In Canada, people who menstruate can spend $6,000 on menstrual supplies in their lifetime, with this number doubling to $12,000 for people living in rural communities. The prices climb to unaffordable rates in remote Indigenous communities where tampons can cost between $16 to $45. With one-third of Canadian women under 25 struggling to afford menstrual products, it’s about time we do something about period poverty.
In 2015, the Government of Canada removed the Goods and Services Tax and the Government of Saskatchewan removed the Provincial Sales Tax from menstrual products. Removing what is known as the “pink tax” is a step in making period products more accessible. The federal government has announced that all federal workplaces will have access to free menstrual products starting December 15, 2023.
USask has also made an effort to increase access to menstrual products for its community. Since the summer of 2023, the USask’s Period Equity Project supplies menstrual products in more than 70 male, female and gender-neutral designated washrooms at the university. This project was put into place after consultation with students and student groups at USask by the Office of the Provost and Vice-President Academic.
The Equity, Diversity, Inclusion Project Specialist Tasnim Jaisee commented,“The Period Equity Project has received so much positive feedback form our USask students, staff and faculty. The project addresses accessibility and equity while seeking to enhance the health and wellbeing of members of our community. We are grateful for the support our campus has given to the initiatives’s launch. Period equity matters and together we’re building a more accessible and inclusive campus.”
Find the list of washrooms stocked with menstrual hygiene products here.
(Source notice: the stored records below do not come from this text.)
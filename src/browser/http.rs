//! Static HTTP surface.
//!
//! Fetches pages with a blocking `reqwest` client and answers presence checks
//! against the downloaded markup. No scripts run, so this only sees what the
//! server renders; the portal's listing and article pages are
//! server-rendered, which makes this a lightweight alternative to Chrome.
//!
//! Because the markup never changes after download, [`HttpNavigator::wait_for`]
//! answers immediately instead of polling.

use super::Navigator;
use crate::config::FetchOptions;
use crate::error::{NavError, ScrapeError};
use reqwest::blocking::Client;
use scraper::{Html, Selector};
use std::time::Duration;
use tracing::{debug, instrument};

#[derive(Debug)]
struct Page {
    url: String,
    body: String,
}

#[derive(Debug)]
pub struct HttpNavigator {
    client: Client,
    page: Option<Page>,
}

impl HttpNavigator {
    pub fn new(options: &FetchOptions) -> Result<Self, ScrapeError> {
        let client = Client::builder()
            .user_agent(options.user_agent.as_str())
            .timeout(options.timeout)
            .build()
            .map_err(|e| ScrapeError::SurfaceAcquisition(e.to_string()))?;
        Ok(Self { client, page: None })
    }

    #[cfg(test)]
    pub(crate) fn with_page(url: &str, body: &str) -> Self {
        Self {
            client: Client::new(),
            page: Some(Page {
                url: url.to_string(),
                body: body.to_string(),
            }),
        }
    }

    fn current(&self) -> Result<&Page, NavError> {
        self.page
            .as_ref()
            .ok_or_else(|| NavError::Snapshot("no page loaded".to_string()))
    }
}

impl Navigator for HttpNavigator {
    #[instrument(level = "debug", skip(self))]
    fn goto(&mut self, url: &str, timeout: Duration) -> Result<(), NavError> {
        self.page = None;
        let response = self
            .client
            .get(url)
            .timeout(timeout)
            .send()
            .and_then(|r| r.error_for_status())
            .map_err(|e| NavError::Navigation(e.to_string()))?;
        let final_url = response.url().to_string();
        let body = response
            .text()
            .map_err(|e| NavError::Navigation(e.to_string()))?;

        debug!(bytes = body.len(), %final_url, "Fetched page");
        self.page = Some(Page {
            url: final_url,
            body,
        });
        Ok(())
    }

    fn wait_for(&mut self, selector: &str, timeout: Duration) -> Result<(), NavError> {
        let timed_out = || NavError::Timeout {
            what: selector.to_string(),
            after: timeout,
        };
        let page = self.current().map_err(|_| timed_out())?;
        let parsed = Selector::parse(selector).map_err(|_| timed_out())?;
        let document = Html::parse_document(&page.body);
        if document.select(&parsed).next().is_some() {
            Ok(())
        } else {
            Err(timed_out())
        }
    }

    fn html(&mut self) -> Result<String, NavError> {
        Ok(self.current()?.body.clone())
    }

    fn current_url(&self) -> String {
        self.page.as_ref().map(|p| p.url.clone()).unwrap_or_default()
    }
}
On our campus at the University of Saskatchewan, it only takes a quick glance to see several student-led organizations working towards menstrual equity, including USask Menstrual Project (UMP) and the USSU Women’s Center. In particular, UMP is an organization which is dedicated to raising awareness for menstrual health.
The UMP was founded to reduce stigma, promote access and to create a community to advocate for menstrual equity. This organization has worked with local organizations like the Moon Time Sisters and the University of Saskatchewan Students’ Union to promote their initiatives. In March of this year, they helped host the Women in Leadership Gala. UMP recognizes the importance of social advocacy and action. They have led fundraisers and hosted packing parties, which purchase and pack menstrual products to send to communities around Saskatchewan. If you’re interested in joining the group or learning more, you can find them on Instagram @usaskmenstrualproject, and they accept general members year-round.
The truth is that even with student-led organizations and the university’s support, there is still work to be done regarding this issue on a provincial, national and international scale. So what can you do?
On November 4th, UMP is helping host a packing party at Mayfair Church from 11 a.m. – 4 p.m., where they will purchase and pack menstrual products that will then be shipped to communities around our province of Saskatchewan. We hope to see you packing and partying with us very soon!
It takes each member of our community to fight for a reality where period products are not thought of as a luxury item, but a given, like toilet paper. Together we can end period poverty.